# Smallest connected subgraph containing all given vertices

Given a connected graph $G$ and a subset of its vertices, $S$, I need to find the smallest connected subgraph of $G$ containing all of $S$. How would you approach this in Mathematica?

I am asking this here on Mathematica.SE because I am looking for the most convenient way to use the functions Mathematica already provides to tackle the problem.

• How do you measure size? As a sum of edge weights? – kirma Oct 28 '15 at 17:02
• @kirma Just the number of edges is good. The solution is going to be a tree. – Szabolcs Oct 28 '15 at 21:13

This is a well-known NP-hard problem known as Steiner tree. The problem is computationally difficult from many viewpoints. So, it is good to remember that it is highly unlikely to get a fast algorithm to handle every case.

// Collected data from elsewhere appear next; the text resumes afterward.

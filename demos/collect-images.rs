// Copyright 2021 Dmitry Tantsur <dtantsur@protonmail.com>
//
// Licensed under the Apache License, Version 2.0 (the "License");
// you may not use this file except in compliance with the License.
// You may obtain a copy of the License at
//
//     http://www.apache.org/licenses/LICENSE-2.0
//
// Unless required by applicable law or agreed to in writing, software
// distributed under the License is distributed on an "AS IS" BASIS,
// WITHOUT WARRANTIES OR CONDITIONS OF ANY KIND, either express or implied.
// See the License for the specific language governing permissions and
// limitations under the License.

use std::env;
use std::str::FromStr;

use ossdk::client::{PaginatedResource, Pagination};
use ossdk::pagination::collect_all_pages_with_progress;
use ossdk::Page;
use serde::Deserialize;
use tokio_util::sync::CancellationToken;

#[derive(Debug, Deserialize)]
pub struct Image {
    pub id: String,
    #[serde(default)]
    pub name: Option<String>,
}

#[derive(Debug, Deserialize)]
pub struct ImagesRoot {
    pub images: Vec<Image>,
    #[serde(default)]
    pub next: Option<String>,
}

impl From<ImagesRoot> for Vec<Image> {
    fn from(value: ImagesRoot) -> Vec<Image> {
        value.images
    }
}

impl PaginatedResource for Image {
    type Id = String;
    type Root = ImagesRoot;
    const PAGINATION: Pagination = Pagination::Link;

    fn resource_id(&self) -> Self::Id {
        self.id.clone()
    }

    fn next_link(root: &ImagesRoot) -> Option<String> {
        root.next.clone()
    }
}

#[tokio::main]
async fn main() {
    env_logger::init();
    let limit = env::args()
        .nth(1)
        .map(|s| FromStr::from_str(&s).expect("Expected a number"));

    let session = ossdk::Session::from_env()
        .expect("Failed to create a session from the environment");

    let first = session
        .get(ossdk::services::IMAGE, &["v2", "images"])
        .await
        .expect("Failed to find the image endpoint")
        .fetch_page::<Image>(limit, None)
        .await
        .expect("Failed to fetch the first page");

    let images = collect_all_pages_with_progress(
        Some(first),
        &CancellationToken::new(),
        |page: &ossdk::client::ResourcePage<Image>| {
            println!("Fetched a page of {} images", page.count())
        },
    )
    .await
    .expect("Failed to collect images");

    for img in &images {
        println!(
            "ID = {}, Name = {}",
            img.id,
            img.name.as_deref().unwrap_or("<none>")
        );
    }
    println!("Done listing {} images", images.len());
}
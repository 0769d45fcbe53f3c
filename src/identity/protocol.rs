// Copyright 2017-2020 Dmitry Tantsur <dtantsur@protonmail.com>
//
// Licensed under the Apache License, Version 2.0 (the "License");
// you may not use this file except in compliance with the License.
// You may obtain a copy of the License at
//
//     http://www.apache.org/licenses/LICENSE-2.0
//
// Unless required by applicable law or agreed to in writing, software
// distributed under the License is distributed on an "AS IS" BASIS,
// WITHOUT WARRANTIES OR CONDITIONS OF ANY KIND, either express or implied.
// See the License for the specific language governing permissions and
// limitations under the License.

//! JSON structures and protocol bits for the Identity V3 API.

#![allow(missing_docs)]

use std::fmt;

use chrono::{DateTime, FixedOffset};
use serde::ser::SerializeStruct;
use serde::{Deserialize, Serialize, Serializer};

use crate::common::IdOrName;

#[derive(Clone, Serialize, PartialEq, Eq, Hash)]
pub struct UserAndPassword {
    #[serde(flatten)]
    pub user: IdOrName,
    pub password: String,
    #[serde(skip_serializing_if = "Option::is_none")]
    pub domain: Option<IdOrName>,
}

impl fmt::Debug for UserAndPassword {
    fn fmt(&self, f: &mut fmt::Formatter) -> fmt::Result {
        f.debug_struct("UserAndPassword")
            .field("user", &self.user)
            .field("password", &"***")
            .field("domain", &self.domain)
            .finish()
    }
}

#[derive(Clone, PartialEq, Eq, Hash)]
pub enum Identity {
    Password(UserAndPassword),
    Token(String),
}

impl fmt::Debug for Identity {
    fn fmt(&self, f: &mut fmt::Formatter) -> fmt::Result {
        match self {
            Identity::Password(pw) => f.debug_tuple("Password").field(pw).finish(),
            Identity::Token(_) => f.write_str("Token(***)"),
        }
    }
}

#[derive(Serialize)]
struct PasswordAuth<'a> {
    user: &'a UserAndPassword,
}

#[derive(Serialize)]
struct TokenAuth<'a> {
    id: &'a str,
}

impl Serialize for Identity {
    fn serialize<S>(&self, serializer: S) -> Result<S::Ok, S::Error>
    where
        S: Serializer,
    {
        let mut inner = serializer.serialize_struct("Identity", 2)?;
        match self {
            Identity::Password(ref user) => {
                inner.serialize_field("methods", &["password"])?;
                inner.serialize_field("password", &PasswordAuth { user })?;
            }
            Identity::Token(ref token) => {
                inner.serialize_field("methods", &["token"])?;
                inner.serialize_field("token", &TokenAuth { id: token })?;
            }
        }
        inner.end()
    }
}

#[derive(Clone, Debug, Serialize, PartialEq, Eq, Hash)]
pub struct Project {
    #[serde(flatten)]
    pub project: IdOrName,
    #[serde(skip_serializing_if = "Option::is_none")]
    pub domain: Option<IdOrName>,
}

#[derive(Clone, Debug, Serialize, PartialEq, Eq, Hash)]
pub enum Scope {
    #[serde(rename = "project")]
    Project(Project),
}

#[derive(Clone, Debug, Serialize, PartialEq, Eq, Hash)]
pub struct Auth {
    pub identity: Identity,
    #[serde(skip_serializing_if = "Option::is_none")]
    pub scope: Option<Scope>,
}

#[derive(Clone, Debug, Serialize, PartialEq, Eq, Hash)]
pub struct AuthRoot {
    pub auth: Auth,
}

#[derive(Clone, Debug, Deserialize)]
pub struct Endpoint {
    pub interface: String,
    #[serde(default)]
    pub region: String,
    pub url: String,
}

#[derive(Clone, Debug, Deserialize)]
pub struct CatalogRecord {
    #[serde(rename = "type")]
    pub service_type: String,
    pub endpoints: Vec<Endpoint>,
}

#[derive(Clone, Debug, Deserialize)]
pub struct Token {
    pub expires_at: DateTime<FixedOffset>,
    #[serde(default)]
    pub catalog: Vec<CatalogRecord>,
}

#[derive(Clone, Debug, Deserialize)]
pub struct TokenRoot {
    pub token: Token,
}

Let me present a brute-force method with one small heuristic. The algorithm is an exact one, i.e., it is guaranteed to find the optimal solution for any graph. Let us check the pairwise distances of each pair of terminals in $S$, and let $d$ be the maximum distance between any two terminals. It is easy to see that the tree we choose (not including the vertices from $S$, that is) has to be of size at least $d-1$, for otherwise there is at least one pair of terminals that cannot be connected. Using this observation, we proceed as follows:

g = RandomGraph[{12, 18}, VertexLabels -> "Name"];
s = RandomSample[VertexList[g], 3]; (* Choose some S. *)
HighlightGraph[g, s]

(* Compute a lower bound on the solution. *)
lbound = Max[GraphDistance[g, First[#], Last[#]] & /@ Subsets[s, {2}]] - 1;

(* Generate candidate vertex subsets, and take the first suitable one. *)
trees = Subsets[Complement[VertexList[g], s], {lbound, Infinity}];
t = SelectFirst[Subgraph[g, #] & /@ (Union[#, s] & /@ trees), ConnectedGraphQ];

HighlightGraph[g, t]


Note: make sure the set $S$ does not contain isolated vertices; in fact, we might well get rid of such vertices before running the algorithm.

A nicer still quite easily implementable approach is the dynamic programming algorithm of Dreyfus and Wagner, but I'm not sure how nicely Mathematica lends itself to it. On my hardware, the above code handles instances with +20 vertices still in a few seconds; much depends on the structure of the graph, and on the size of $S$.